The upcoming election will be held in August 2023, the State Administrative Council Chair and the Prime Minister,  General Min Aung Hlaing,  said that instead of the first past the post system,  this election will use a  proportional representation (PR) system

Some politicians believe that despite the introduction of a PR system, the 2023 election will not result in a parliament that guarantees ethnic rights. 

The Pao National Liberation League (PNLO) patron, Colonel Khun Oakka, suggested that any election held under the 2008 Constitution will not be able to secure ethnic rights.

Colonel Khun Oakka, remarked that the 2008 Constitution framework  is just “…a kind of power sharing. If it is a form of power sharing, it will be at the level of sharing.
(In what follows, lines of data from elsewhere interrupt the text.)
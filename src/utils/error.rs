use thiserror::Error;

/// Failures reported by an [`EnrollmentGateway`](crate::domain::ports::EnrollmentGateway)
/// or a [`TransactionManager`](crate::domain::ports::TransactionManager).
#[derive(Error, Debug, Clone, PartialEq, Eq)]
pub enum StoreError {
    #[error("{entity} not found: {key}")]
    NotFound { entity: &'static str, key: String },

    #[error("unique constraint `{constraint}` violated")]
    UniqueViolation { constraint: &'static str },

    #[error("timed out waiting for lock on {resource}")]
    LockTimeout { resource: String },

    #[error("data store unavailable: {message}")]
    Unavailable { message: String },

    #[error("data store error: {message}")]
    Backend { message: String },
}

impl StoreError {
    pub fn not_found(entity: &'static str, key: impl Into<String>) -> Self {
        StoreError::NotFound {
            entity,
            key: key.into(),
        }
    }

    pub fn backend(message: impl Into<String>) -> Self {
        StoreError::Backend {
            message: message.into(),
        }
    }

    pub fn is_not_found(&self) -> bool {
        matches!(self, StoreError::NotFound { .. })
    }

    pub fn is_unique_violation(&self) -> bool {
        matches!(self, StoreError::UniqueViolation { .. })
    }
}

/// The closed set of enrollment failures.
///
/// Callers dispatch on [`EnrollmentError::kind`] or the classification
/// predicates; the `Display` text is diagnostic only.
#[derive(Error, Debug)]
pub enum EnrollmentError {
    #[error("student {student_id} is already enrolled in offering {offering_id}")]
    DuplicateEnrollment {
        student_id: String,
        offering_id: String,
    },

    #[error("offering {offering_id} is full ({current}/{capacity})")]
    CapacityExceeded {
        offering_id: String,
        current: i64,
        capacity: i64,
    },

    #[error("schedule conflict: requested {requested} overlaps enrolled {existing}")]
    ScheduleConflict {
        offering_id: String,
        conflicting_offering_id: String,
        requested: String,
        existing: String,
    },

    #[error("course offering not found: {offering_id}")]
    OfferingNotFound { offering_id: String },

    #[error("invalid course data for offering {offering_id}: {reason}")]
    InvalidCourseData { offering_id: String, reason: String },

    #[error("invalid timestamp for {field}: {details}")]
    InvalidTimestamp { field: String, details: String },

    #[error("database operation `{operation}` failed: {source}")]
    DatabaseOperation {
        operation: &'static str,
        #[source]
        source: StoreError,
    },

    #[error("transaction failed: {details}")]
    TransactionFailed {
        details: String,
        #[source]
        source: Option<StoreError>,
    },
}

/// Discriminant of [`EnrollmentError`] without its diagnostic payload.
#[derive(Debug, Clone, Copy, PartialEq, Eq, Hash, PartialOrd, Ord, serde::Serialize)]
pub enum ErrorKind {
    DuplicateEnrollment,
    CapacityExceeded,
    ScheduleConflict,
    OfferingNotFound,
    InvalidCourseData,
    InvalidTimestamp,
    DatabaseOperation,
    TransactionFailed,
}

#[derive(Debug, Clone, Copy, PartialEq, Eq, serde::Serialize)]
pub enum ErrorCategory {
    BusinessRule,
    DataValidation,
    System,
}

#[derive(Debug, Clone, Copy, PartialEq, Eq, PartialOrd, Ord, serde::Serialize)]
pub enum ErrorSeverity {
    Low,
    Medium,
    High,
    Critical,
}

impl ErrorKind {
    pub fn category(self) -> ErrorCategory {
        match self {
            ErrorKind::DuplicateEnrollment
            | ErrorKind::CapacityExceeded
            | ErrorKind::ScheduleConflict => ErrorCategory::BusinessRule,
            ErrorKind::OfferingNotFound
            | ErrorKind::InvalidCourseData
            | ErrorKind::InvalidTimestamp => ErrorCategory::DataValidation,
            ErrorKind::DatabaseOperation | ErrorKind::TransactionFailed => ErrorCategory::System,
        }
    }

    pub fn as_str(self) -> &'static str {
        match self {
            ErrorKind::DuplicateEnrollment => "duplicate_enrollment",
            ErrorKind::CapacityExceeded => "capacity_exceeded",
            ErrorKind::ScheduleConflict => "schedule_conflict",
            ErrorKind::OfferingNotFound => "offering_not_found",
            ErrorKind::InvalidCourseData => "invalid_course_data",
            ErrorKind::InvalidTimestamp => "invalid_timestamp",
            ErrorKind::DatabaseOperation => "database_operation",
            ErrorKind::TransactionFailed => "transaction_failed",
        }
    }
}

impl std::fmt::Display for ErrorKind {
    fn fmt(&self, f: &mut std::fmt::Formatter<'_>) -> std::fmt::Result {
        f.write_str(self.as_str())
    }
}

impl EnrollmentError {
    pub fn kind(&self) -> ErrorKind {
        match self {
            EnrollmentError::DuplicateEnrollment { .. } => ErrorKind::DuplicateEnrollment,
            EnrollmentError::CapacityExceeded { .. } => ErrorKind::CapacityExceeded,
            EnrollmentError::ScheduleConflict { .. } => ErrorKind::ScheduleConflict,
            EnrollmentError::OfferingNotFound { .. } => ErrorKind::OfferingNotFound,
            EnrollmentError::InvalidCourseData { .. } => ErrorKind::InvalidCourseData,
            EnrollmentError::InvalidTimestamp { .. } => ErrorKind::InvalidTimestamp,
            EnrollmentError::DatabaseOperation { .. } => ErrorKind::DatabaseOperation,
            EnrollmentError::TransactionFailed { .. } => ErrorKind::TransactionFailed,
        }
    }

    pub fn category(&self) -> ErrorCategory {
        self.kind().category()
    }

    pub fn is_business_rule_violation(&self) -> bool {
        self.category() == ErrorCategory::BusinessRule
    }

    pub fn is_data_validation_error(&self) -> bool {
        self.category() == ErrorCategory::DataValidation
    }

    pub fn is_system_error(&self) -> bool {
        self.category() == ErrorCategory::System
    }

    /// System errors may succeed on a later attempt; everything else needs
    /// a different request or corrected data.
    pub fn is_retryable(&self) -> bool {
        self.is_system_error()
    }

    pub fn severity(&self) -> ErrorSeverity {
        match self.kind() {
            ErrorKind::DuplicateEnrollment => ErrorSeverity::Low,
            ErrorKind::CapacityExceeded | ErrorKind::ScheduleConflict => ErrorSeverity::Medium,
            ErrorKind::OfferingNotFound
            | ErrorKind::InvalidCourseData
            | ErrorKind::InvalidTimestamp => ErrorSeverity::High,
            ErrorKind::DatabaseOperation | ErrorKind::TransactionFailed => ErrorSeverity::Critical,
        }
    }

    pub fn recovery_suggestion(&self) -> &'static str {
        match self.kind() {
            ErrorKind::DuplicateEnrollment => "The student is already enrolled; no action is needed",
            ErrorKind::CapacityExceeded => "Choose another section or wait for a seat to open",
            ErrorKind::ScheduleConflict => "Pick a section that does not overlap the current timetable",
            ErrorKind::OfferingNotFound => "Check the course offering identifier",
            ErrorKind::InvalidCourseData | ErrorKind::InvalidTimestamp => {
                "Fix the course or offering record before enrolling"
            }
            ErrorKind::DatabaseOperation | ErrorKind::TransactionFailed => {
                "Retry the request; contact an administrator if it keeps failing"
            }
        }
    }

    pub fn user_friendly_message(&self) -> String {
        match self {
            EnrollmentError::DuplicateEnrollment { offering_id, .. } => {
                format!("You are already enrolled in {}", offering_id)
            }
            EnrollmentError::CapacityExceeded {
                offering_id,
                current,
                capacity,
            } => format!(
                "{} is full ({} of {} seats taken)",
                offering_id, current, capacity
            ),
            EnrollmentError::ScheduleConflict {
                requested,
                existing,
                conflicting_offering_id,
                ..
            } => format!(
                "The requested time {} overlaps {} ({})",
                requested, conflicting_offering_id, existing
            ),
            EnrollmentError::OfferingNotFound { offering_id } => {
                format!("Course offering {} does not exist", offering_id)
            }
            EnrollmentError::InvalidCourseData { offering_id, .. } => {
                format!("Course offering {} has invalid data", offering_id)
            }
            EnrollmentError::InvalidTimestamp { field, .. } => {
                format!("The time for {} is invalid", field)
            }
            EnrollmentError::DatabaseOperation { .. } | EnrollmentError::TransactionFailed { .. } => {
                "The enrollment service is temporarily unavailable".to_string()
            }
        }
    }

    pub(crate) fn database(operation: &'static str, source: StoreError) -> Self {
        EnrollmentError::DatabaseOperation { operation, source }
    }

    pub(crate) fn transaction(details: impl Into<String>, source: Option<StoreError>) -> Self {
        EnrollmentError::TransactionFailed {
            details: details.into(),
            source,
        }
    }
}

/// Errors raised while loading or validating a catalog configuration.
#[derive(Error, Debug)]
pub enum ConfigError {
    #[error("IO error: {0}")]
    IoError(#[from] std::io::Error),

    #[error("TOML parsing error: {0}")]
    ParseError(#[from] toml::de::Error),

    #[error("Invalid value for {field}: '{value}' ({reason})")]
    InvalidConfigValueError {
        field: String,
        value: String,
        reason: String,
    },

    #[error(transparent)]
    Enrollment(#[from] EnrollmentError),

    #[error("Failed to seed store: {0}")]
    Store(#[from] StoreError),
}

pub type Result<T> = std::result::Result<T, EnrollmentError>;

#[cfg(test)]
mod tests {
    use super::*;

    fn all_errors() -> Vec<EnrollmentError> {
        vec![
            EnrollmentError::DuplicateEnrollment {
                student_id: "s1".into(),
                offering_id: "o1".into(),
            },
            EnrollmentError::CapacityExceeded {
                offering_id: "o1".into(),
                current: 10,
                capacity: 10,
            },
            EnrollmentError::ScheduleConflict {
                offering_id: "o1".into(),
                conflicting_offering_id: "o2".into(),
                requested: "a".into(),
                existing: "b".into(),
            },
            EnrollmentError::OfferingNotFound {
                offering_id: "o1".into(),
            },
            EnrollmentError::InvalidCourseData {
                offering_id: "o1".into(),
                reason: "capacity must be positive".into(),
            },
            EnrollmentError::InvalidTimestamp {
                field: "start_time".into(),
                details: "out of range".into(),
            },
            EnrollmentError::database("count_active_enrollments", StoreError::backend("boom")),
            EnrollmentError::transaction("commit failed", None),
        ]
    }

    #[test]
    fn test_each_error_has_exactly_one_classification() {
        for err in all_errors() {
            let flags = [
                err.is_business_rule_violation(),
                err.is_data_validation_error(),
                err.is_system_error(),
            ];
            assert_eq!(flags.iter().filter(|f| **f).count(), 1, "{:?}", err.kind());
        }
    }

    #[test]
    fn test_classification_matches_table() {
        let kinds: Vec<(ErrorKind, ErrorCategory)> =
            all_errors().iter().map(|e| (e.kind(), e.category())).collect();
        assert_eq!(
            kinds,
            vec![
                (ErrorKind::DuplicateEnrollment, ErrorCategory::BusinessRule),
                (ErrorKind::CapacityExceeded, ErrorCategory::BusinessRule),
                (ErrorKind::ScheduleConflict, ErrorCategory::BusinessRule),
                (ErrorKind::OfferingNotFound, ErrorCategory::DataValidation),
                (ErrorKind::InvalidCourseData, ErrorCategory::DataValidation),
                (ErrorKind::InvalidTimestamp, ErrorCategory::DataValidation),
                (ErrorKind::DatabaseOperation, ErrorCategory::System),
                (ErrorKind::TransactionFailed, ErrorCategory::System),
            ]
        );
    }

    #[test]
    fn test_only_system_errors_are_retryable() {
        for err in all_errors() {
            assert_eq!(err.is_retryable(), err.is_system_error());
        }
    }

    #[test]
    fn test_database_error_keeps_source() {
        use std::error::Error as _;

        let err = EnrollmentError::database("create_enrollment", StoreError::backend("disk full"));
        let source = err.source().map(|s| s.to_string());
        assert_eq!(source.as_deref(), Some("data store error: disk full"));
        assert_eq!(err.severity(), ErrorSeverity::Critical);
    }

    #[test]
    fn test_capacity_message_includes_counts() {
        let err = EnrollmentError::CapacityExceeded {
            offering_id: "CS101-A".into(),
            current: 10,
            capacity: 10,
        };
        assert_eq!(err.to_string(), "offering CS101-A is full (10/10)");
        assert!(err.user_friendly_message().contains("10 of 10"));
    }
}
A parliament that guarantees our ethnic rights will not happen.”

According to the 2008 Constitution, 25 percent of the seats in a parliament are automatically given to military representatives. 

Under this constitutional framework, critics have noted  there is no reason for the public to have any interest in an  election because there is no  genuine opposition party.  

U Phay Than,a former member of the Rakhine People’s Assembly described the design to be nothing more than  a political outlet for the military.

“The upcoming parliamentary debate is not politically supported by the people. Political recognition is weak. It is  not free and fair. Because there are no major opposition parties the result will not be of interest to the people. We cannot expect that ethnic parties will get good results. Therefore, we believe there is no (electoral) legitimacy. This will not be a free and fair election. A one-sided election and the introduction of some kind of  proportional representation  system won’t make the election free and fair, ” he said.

He added,  since the former National League for Democracy ( NLD), became the government based on the 2008 constitution, they too did not meet the democratic standard. 

The parliamentary outcomes from the 2020 election gave way to the February 1, 2021 military coup which put in place the State Administrative Council structure  — neither outcome has resulted in the provision of ethnic rights.

Colonel Khun Oakka emphasized that when 25% of military personnel participate in the Hluttaw (parliament), the result is not democratic.  Therefore, under the 2008 constitutional framework , there is no way to secure ethnic rights.

Colonel Khun Oakka said, “This is the (undemocratic) parliamentary outcome that has emerged in Burma. This has been the case during the Hluttaw under U Nu, the People’s Hluttaw under U Nay Win, and the Union Hluttaw and State Hluttaws that appeared later under U Thein Sein. To put it all clearly, it cannot be said that this parliamentary system offers a democratic model. When 25 percent of the military is in the parliament it is a fundamental violation of democracy. Yes, there are still 75 percent of the people who were elected,  but within these wins, the winning party (often the military) holds a significant presence or is  dominant. So, for ethnic parties the ability to speak for ethnic issues has shrunk. It has shrunk quite a bit. Therefore, there is no reason to succeed by asking for a chance. There is no reason to get any rights under the constitutional structure that was made in 2008.”